My mother Pansy

by Chris Franklin
(Weston, Florida)

My mother was not diagnosed with pancreatic cancer, but with stage IV ovarian cancer. However the journey is the same - the highs and the lows; the ups and the downs; the good news, followed by bad news, then by good news, then by bad news and then more bad news.

I completely connected with you through my own experience and thank you for putting it all out there - warts and all. It is a journey that can be very unpleasant at times; and you have to monitor and re-think many decisions. But in the end, you do the best you can to give the love and comfort to the patient.

My experience with helping my Mom deal with cancer has been the worst thing that has ever happened in my life. It was difficult to watch the suffering, the pain, the loss of hope, the despair - the entire dying process.

But in a way, it has also been the best thing that has ever happened in my life.

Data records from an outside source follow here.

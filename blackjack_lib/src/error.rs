use crate::bet_box::BoxId;
use crate::policy::Step;
use thiserror::Error;

#[derive(Debug, Error, Clone, PartialEq)]
pub enum BankError {
    #[error("insufficient funds: requested {requested:.2}, available {available:.2}")]
    InsufficientFunds { requested: f64, available: f64 },

    #[error("invalid amount {0:.2}, amounts must be finite and non-negative")]
    InvalidAmount(f64),
}

#[derive(Debug, Error, Clone, PartialEq)]
pub enum ShoeError {
    #[error("marker offset {offset} outside of valid window {min}..={max}")]
    InvalidMarkerPlacement { offset: usize, min: usize, max: usize },

    #[error("cannot deal before the marker card has been placed")]
    MarkerNotPlaced,

    #[error("shoe and discard pile are both empty")]
    Exhausted,
}

#[derive(Debug, Error, Clone, PartialEq)]
pub enum BetBoxError {
    #[error("split not allowed: {0}")]
    SplitNotAllowed(String),

    #[error("bet box {0} still holds an unsettled stake")]
    UnsettledStake(BoxId),

    #[error("bet box {0} has been split, play must continue on its leaves")]
    NotALeaf(BoxId),

    #[error("bet box {0} does not exist")]
    UnknownBox(BoxId),

    #[error("bet box {0} holds a wager but no player")]
    Unowned(BoxId),
}

#[derive(Debug, Error)]
pub enum ConfigError {
    #[error("invalid table configuration: {0}")]
    Invalid(String),

    #[error("unable to parse configuration: {0}")]
    Parse(#[from] serde_json::Error),

    #[error("unable to read configuration: {0}")]
    Io(#[from] std::io::Error),
}

/// Errors that abort a round. Rejected decisions never end up here, they are reported back to
/// the decision policy and asked again.
#[derive(Debug, Error)]
pub enum BlackjackGameError {
    #[error(transparent)]
    Bank(#[from] BankError),

    #[error(transparent)]
    Shoe(#[from] ShoeError),

    #[error(transparent)]
    BetBox(#[from] BetBoxError),

    #[error(transparent)]
    Config(#[from] ConfigError),

    #[error("decision policy kept answering illegally at step {step:?}")]
    RetryLimitExceeded { step: Step },

    #[error("player {0} is not seated at the table")]
    UnknownPlayer(usize),

    #[error("seat {0} is not available")]
    SeatUnavailable(usize),
}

Don't get me wrong, I would have preferred to have my mother still with me, but this is the way she went and I learned so many valuable lessons from the experience. I learned more in that year than I learned in all my life. I learned about love, compassion, friendship, caring , empathy, and sympathy. There were so many acts of love committed during the time that I am convinced that the process of dying is also for the living. So many people did so much good in such a short time for us.

But most of all, I learned about God. I came full circle back to my childhood when I knew instinctively that we were never born and we never die. We shed our bodies, but our souls are always here.

Thank you for sharing your story. I was doing research for a co-worker who has Stage IV pancreatic cancer and found your wonderful blog. May God bless you and your family.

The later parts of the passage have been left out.